Simon Hay of the University of Oxford said he was "very surprised" by the finding, which suggests swathes of Latin America and Asia -- and even parts of Africa -- face a significantly lower risk than previously thought.

"The situation isn't quite as dire for large parts of the planet as people had imagined and, with some concerted effort, we could make very big inroads with the tools that we've got," he said in an interview.

Simply using insecticide-treated bed nets more extensively could be enough to stamp out malaria in regions inhabited by almost 1 billion people.

"If mosquitoes don't get enough chances to bite, the transmission cycle wanes and disappears.
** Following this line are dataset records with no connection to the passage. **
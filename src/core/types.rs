use serde::{Deserialize, Serialize};

/// Error category enumeration
#[derive(Debug, Clone, Copy, PartialEq, Eq, Serialize, Deserialize)]
pub enum ErrorCategory {
    ValidationError,
    ConfirmationError,
    ConfigError,
    SerializationError,
    IoError,
    InternalError,
    Unknown,
}

impl std::fmt::Display for ErrorCategory {
    fn fmt(&self, f: &mut std::fmt::Formatter<'_>) -> std::fmt::Result {
        write!(f, "{:?}", self)
    }
}

/// Error severity enumeration
#[derive(Debug, Clone, Copy, PartialEq, Eq, Serialize, Deserialize)]
pub enum ErrorSeverity {
    Error,
    Warning,
    Info,
    Debug,
}

/// Result of asking the coordinator to append the factory's candidate model.
#[derive(Debug, Clone, Copy, PartialEq, Eq, Serialize, Deserialize)]
pub enum AddOutcome {
    /// The candidate was appended at `position`.
    Added { position: usize },
    /// The factory reported the candidate invalid; nothing changed.
    Rejected,
}

impl AddOutcome {
    pub fn is_added(&self) -> bool {
        matches!(self, AddOutcome::Added { .. })
    }
}

/// Answer returned by the confirmation collaborator.
#[derive(Debug, Clone, Copy, PartialEq, Eq, Serialize, Deserialize)]
pub enum ConfirmationOutcome {
    Confirmed,
    Cancelled,
}

impl ConfirmationOutcome {
    pub fn as_str(&self) -> &'static str {
        match self {
            ConfirmationOutcome::Confirmed => "confirmed",
            ConfirmationOutcome::Cancelled => "cancelled",
        }
    }
}

impl std::fmt::Display for ConfirmationOutcome {
    fn fmt(&self, f: &mut std::fmt::Formatter<'_>) -> std::fmt::Result {
        write!(f, "{}", self.as_str())
    }
}
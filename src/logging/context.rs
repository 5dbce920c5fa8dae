use crate::cli::Command;
use std::env;

/// Execution contexts that influence how logging is routed.
#[derive(Clone, Copy, Debug, PartialEq, Eq)]
pub enum ExecutionContext {
    /// Commands that prompt the user on the terminal.
    Interactive,
    /// Local commands whose console can carry log lines.
    LocalDev,
    /// Invocations driven by another process that parses our output.
    RemoteAgent,
}

impl ExecutionContext {
    /// Returns `true` when console sinks are off unless explicitly configured.
    pub fn disables_console(self) -> bool {
        matches!(
            self,
            ExecutionContext::Interactive | ExecutionContext::RemoteAgent
        )
    }
}

/// Derive the active execution context from a parsed CLI command plus overrides.
pub fn detect_context(command: &Command) -> ExecutionContext {
    if remote_override_enabled() {
        return ExecutionContext::RemoteAgent;
    }

    match command {
        Command::Remove(args) if !args.yes => ExecutionContext::Interactive,
        Command::Inspect(_) | Command::Add(_) | Command::Remove(_) => ExecutionContext::LocalDev,
    }
}

fn remote_override_enabled() -> bool {
    env::var("POLICY_WIZARD_REMOTE_AGENT")
        .map(|value| value.trim() == "1")
        .unwrap_or(false)
}
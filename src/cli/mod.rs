pub mod args;
pub mod commands;

pub use args::{AddArgs, InspectArgs, RemoveArgs};
use clap::{Parser, Subcommand};
use std::env;
use std::path::PathBuf;

const HELP_TEMPLATE: &str = "\
{name} {version}\n\
{about-with-newline}\n\
USAGE:\n    {usage}\n\
\nOPTIONS:\n{options}\n\
MODEL STEP COMMANDS:\n{subcommands}\n";

#[derive(Parser, Debug)]
#[command(name = "policy-wizard")]
#[command(version = crate::VERSION)]
#[command(about = "Edit the transformation step of a policy document")]
#[command(help_template = HELP_TEMPLATE)]
#[command(
    after_long_help = "Typical flow: inspect a policy, add a model, remove a model and the cubes that read its outputs."
)]
pub struct Args {
    /// Directory holding policy-wizard.toml and .policy-wizard/ (default: current directory)
    #[arg(long, global = true, value_name = "DIR")]
    pub workspace: Option<PathBuf>,

    #[command(subcommand)]
    pub command: Command,
}

impl Args {
    pub fn workspace_root(&self) -> PathBuf {
        self.workspace
            .clone()
            .or_else(|| env::current_dir().ok())
            .unwrap_or_else(|| PathBuf::from("."))
    }
}

#[derive(Subcommand, Debug)]
pub enum Command {
    #[command(
        about = "List transformations and the cubes depending on each",
        after_help = "Example:\n    policy-wizard inspect policy.json"
    )]
    Inspect(InspectArgs),
    #[command(
        about = "Append a transformation to the policy",
        long_about = "Add validates the candidate model and appends it with its order set to the current number of transformations. Invalid candidates leave the policy untouched and exit non-zero.",
        after_help = "Example:\n    policy-wizard add policy.json --model split.json > updated.json"
    )]
    Add(AddArgs),
    #[command(
        about = "Remove a transformation and the cubes using its outputs",
        long_about = "Remove lists the cubes that read the model's output fields, asks for confirmation, then removes the model and those cubes together. Cancelling leaves the policy unchanged.",
        after_help = "Example:\n    policy-wizard remove policy.json --position 0 --yes"
    )]
    Remove(RemoveArgs),
}

pub async fn run(args: Args) -> crate::Result<()> {
    let workspace = args.workspace_root();
    match args.command {
        Command::Inspect(inspect_args) => commands::inspect(inspect_args, &workspace).await,
        Command::Add(add_args) => commands::add(add_args, &workspace).await,
        Command::Remove(remove_args) => commands::remove(remove_args, &workspace).await,
    }
}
In these very low transmission areas, you just need to push the disease a little bit and it should collapse," he said.

Eliminating malaria in marginal areas would provide a major boost to campaigns in sub-Saharan Africa, the region worst hit by the disease, where most of the world's more than 1 million malaria deaths occur each year.

Africa is home to almost all the places in the world where prevalence of Plasmodium falciparum, the most deadly malaria parasite, is above 50 percent. Yet even in Africa, significant areas are more amenable to control than previously thought.

Now all we have to do is convince the powers that be that some of the gazillions proposed to be spent on the imaginary problem of global warming be spent solving a real problem that destroys millions of lives.
Posted by:phil_b

#6  "killing African kids"

You know, Frank, people might not like me saying it, but I do believe that for the Western environazis, that's a feature, not a bug.

You'll notice "1st World" Western (i.e., white) children aren't the ones dying/being permanently debilitated. (And haven't been for what, 75 or more years?) If it were the enviros' kids, they might think differently. Or maybe not.

Pfui. >:-(
Posted by: Barbara Skolaut   2008-02-26 22:01  

#5  I think Barb's right after visiting the CDC site - they're working on one, but it's not ready/out yet. DDT spraying (at proper concentration levels, unlike before) would do more to save lives than anything. Kick an environmentalist's ass for killing African kids
Posted by: Frank G   2008-02-26 21:09  

#4  I could certainly be wrong, grom, but I don't think there's an immunization for malaria.

I remember my parents going to Africa for Project Hope a couple of times after Daddy retired, and they had to take anti-malarial drugs for 6 weeks (IIRC) before and after the trip. Daddy used to work for NIH, so if there were a shot they could take instead, I expect he'd have known.
Posted by: Barbara Skolaut   2008-02-26 19:52  

#3  The technique existed for 200 years---it's called immunization.
Posted by: g(r)omgoru   2008-02-26 17:52  

#2  The anti-DDT crowd has a strong Paul Ehrlich bent to it. They don't talk about it much, but they actually like the idea of population control via mosquito borne disease. Fewer poor people using up resources.
Posted by: Iblis   2008-02-26 14:07  

#1  Does this guy realize that mosquitoes bite anything with blood, not just humans?

I think he has a good point though, attack it where you can win easily and save a lot of people for the price of a few square feet of netting.